**YOUR INSTRUCTIONS:**
Set down each line from the start of the material exactly, please, up to and including the one that contains "match nothing are".

**ENTRIES SUPPLIED:**

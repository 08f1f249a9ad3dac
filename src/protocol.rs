//! Wire protocol for the gateway: JSON frames over WebSocket.
//!
//! Every frame carries a `kind` discriminant. `classify` maps a decoded
//! frame onto the closed set of known kinds; frames that match nothing are
//! `Unknown` and get dropped (with a log line) by the handlers.

use serde::{Deserialize, Serialize};
use serde_json::{json, Value};
use uuid::Uuid;

/// Agent broadcast kinds fanned out verbatim to every dashboard connection
/// of the tenant.
pub const BROADCAST_KINDS: [&str; 2] = ["status_report", "instance_update"];

/// The closed set of frame kinds exchanged over the socket.
#[derive(Debug, Clone, Copy, PartialEq, Eq)]
pub enum MessageKind {
    /// Client wants the tenant status replay.
    Subscribe,
    /// Client requests a deployment.
    Deploy,
    /// Client subscribes to a log byte range (legacy full form).
    LogSubscribe,
    /// Client drops all log subscriptions for a path.
    LogUnsubscribe,
    /// Token-gated log stream request.
    LogStream,
    /// Agent response to a dispatched task.
    TaskResponse,
    /// Agent status broadcast, fanned out to the tenant's clients.
    Broadcast,
    /// Agent log chunk addressed to one stream subscriber.
    LogChunk,
    /// Agent filesystem change event addressed to watch-key subscribers.
    FileUpdate,
    /// Error frame (gateway-to-client only; ignored inbound).
    Error,
    /// Handshake/liveness probe.
    Hello,
    /// No predicate matched.
    Unknown,
}

/// Classify a decoded frame by its `kind` discriminant.
///
/// Exhaustive and mutually exclusive: exactly one known kind matches, or
/// the frame is `Unknown`.
pub fn classify(frame: &Value) -> MessageKind {
    let Some(kind) = frame.get("kind").and_then(Value::as_str) else {
        return MessageKind::Unknown;
    };
    match kind {
        "subscribe" => MessageKind::Subscribe,
        "deploy" => MessageKind::Deploy,
        "log_subscribe" => MessageKind::LogSubscribe,
        "log_unsubscribe" => MessageKind::LogUnsubscribe,
        "log_stream" => MessageKind::LogStream,
        "task_response" => MessageKind::TaskResponse,
        "log_chunk" => MessageKind::LogChunk,
        "file_update" => MessageKind::FileUpdate,
        "error" => MessageKind::Error,
        "hello" => MessageKind::Hello,
        other if BROADCAST_KINDS.contains(&other) => MessageKind::Broadcast,
        _ => MessageKind::Unknown,
    }
}

// ---------------------------------------------------------------------------
// Client frames
// ---------------------------------------------------------------------------

#[derive(Debug, Clone, Deserialize)]
#[serde(rename_all = "camelCase")]
pub struct DeployRequest {
    pub instance_id: String,
    pub payload: Value,
}

#[derive(Debug, Clone, Deserialize)]
#[serde(rename_all = "camelCase")]
pub struct LogSubscribeRequest {
    pub instance_id: String,
    pub path: String,
    #[serde(default)]
    pub start_offset: Option<i64>,
    #[serde(default)]
    pub limit: Option<u32>,
}

#[derive(Debug, Clone, Deserialize)]
#[serde(rename_all = "camelCase")]
pub struct LogUnsubscribeRequest {
    pub path: String,
}

#[derive(Debug, Clone, Deserialize)]
#[serde(rename_all = "camelCase")]
pub struct LogStreamRequest {
    pub token: String,
    pub path: String,
    pub stream_id: String,
    pub mode: String,
    pub start_from: i64,
}

impl LogStreamRequest {
    /// `-1` means "tail from the end": no explicit offset is sent to agents.
    pub fn start_offset(&self) -> Option<i64> {
        (self.start_from >= 0).then_some(self.start_from)
    }

    /// `tail` mode follows unbounded; any other mode caps the entry count.
    pub fn entry_limit(&self) -> Option<u32> {
        (self.mode != "tail").then_some(LOG_STREAM_ENTRY_CAP)
    }
}

pub const LOG_STREAM_ENTRY_CAP: u32 = 1000;

// ---------------------------------------------------------------------------
// Agent frames
// ---------------------------------------------------------------------------

#[derive(Debug, Clone, Deserialize)]
#[serde(rename_all = "camelCase")]
pub struct TaskResponseFrame {
    pub task_id: String,
    pub success: bool,
    #[serde(default)]
    pub data: Option<Value>,
    #[serde(default)]
    pub error: Option<AgentErrorReport>,
}

#[derive(Debug, Clone, Deserialize)]
pub struct AgentErrorReport {
    #[serde(default)]
    pub code: Option<String>,
    pub message: String,
}

#[derive(Debug, Clone, Deserialize)]
#[serde(rename_all = "camelCase")]
pub struct LogChunkFrame {
    pub stream_id: String,
}

#[derive(Debug, Clone, Deserialize)]
#[serde(rename_all = "camelCase")]
pub struct FileUpdateFrame {
    pub instance_id: String,
    pub event: FileEvent,
}

#[derive(Debug, Clone, Deserialize)]
pub struct FileEvent {
    pub path: String,
}

// ---------------------------------------------------------------------------
// Task dispatch
// ---------------------------------------------------------------------------

/// The kind of work dispatched to an agent. Selects the task's `Type`
/// address and the response kind used when routing the answer back.
#[derive(Debug, Clone, PartialEq, Eq)]
pub enum TaskKind {
    Deploy,
    RemoveService,
    LogStream,
    Other(String),
}

impl TaskKind {
    /// `path:verb` address understood by agents.
    pub fn task_type(&self) -> String {
        match self {
            TaskKind::Deploy => "/deployments:POST".to_string(),
            TaskKind::RemoveService => "/services:DELETE".to_string(),
            TaskKind::LogStream => "/logs/stream:GET".to_string(),
            TaskKind::Other(kind) => format!("/{kind}:POST"),
        }
    }

    /// Response kind tagged onto the routed answer. Unmapped kinds degrade
    /// to the generic `task_response`.
    pub fn response_kind(&self) -> &'static str {
        match self {
            TaskKind::Deploy => "deploy_response",
            TaskKind::RemoveService => "remove_service_response",
            TaskKind::LogStream => "log_stream_response",
            TaskKind::Other(_) => "task_response",
        }
    }
}

/// Unit of work pushed to agents. The capitalized keys are the agent-side
/// task object shape and must stay as-is.
#[derive(Debug, Clone, Serialize)]
pub struct DispatchTask {
    #[serde(rename = "ID")]
    pub id: String,
    #[serde(rename = "Type")]
    pub task_type: String,
    #[serde(rename = "Payload")]
    pub payload: Value,
    #[serde(rename = "Status")]
    pub status: String,
}

impl DispatchTask {
    pub fn new(id: impl Into<String>, kind: &TaskKind, payload: Value) -> Self {
        Self {
            id: id.into(),
            task_type: kind.task_type(),
            payload,
            status: "pending".to_string(),
        }
    }

    /// Wrap the task in a wire frame so it carries the `kind` discriminant
    /// like every other frame.
    pub fn into_frame(self) -> Value {
        json!({ "kind": "task", "task": self })
    }
}

pub fn new_task_id() -> String {
    Uuid::new_v4().to_string()
}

**SOLUTION:**
repository 08f1f249a9ad3dac
filename src/protocol.rs
//! Wire protocol for the gateway: JSON frames over WebSocket.
//!
//! Every frame carries a `kind` discriminant. `classify` maps a decoded
//! frame onto the closed set of known kinds; frames that match nothing are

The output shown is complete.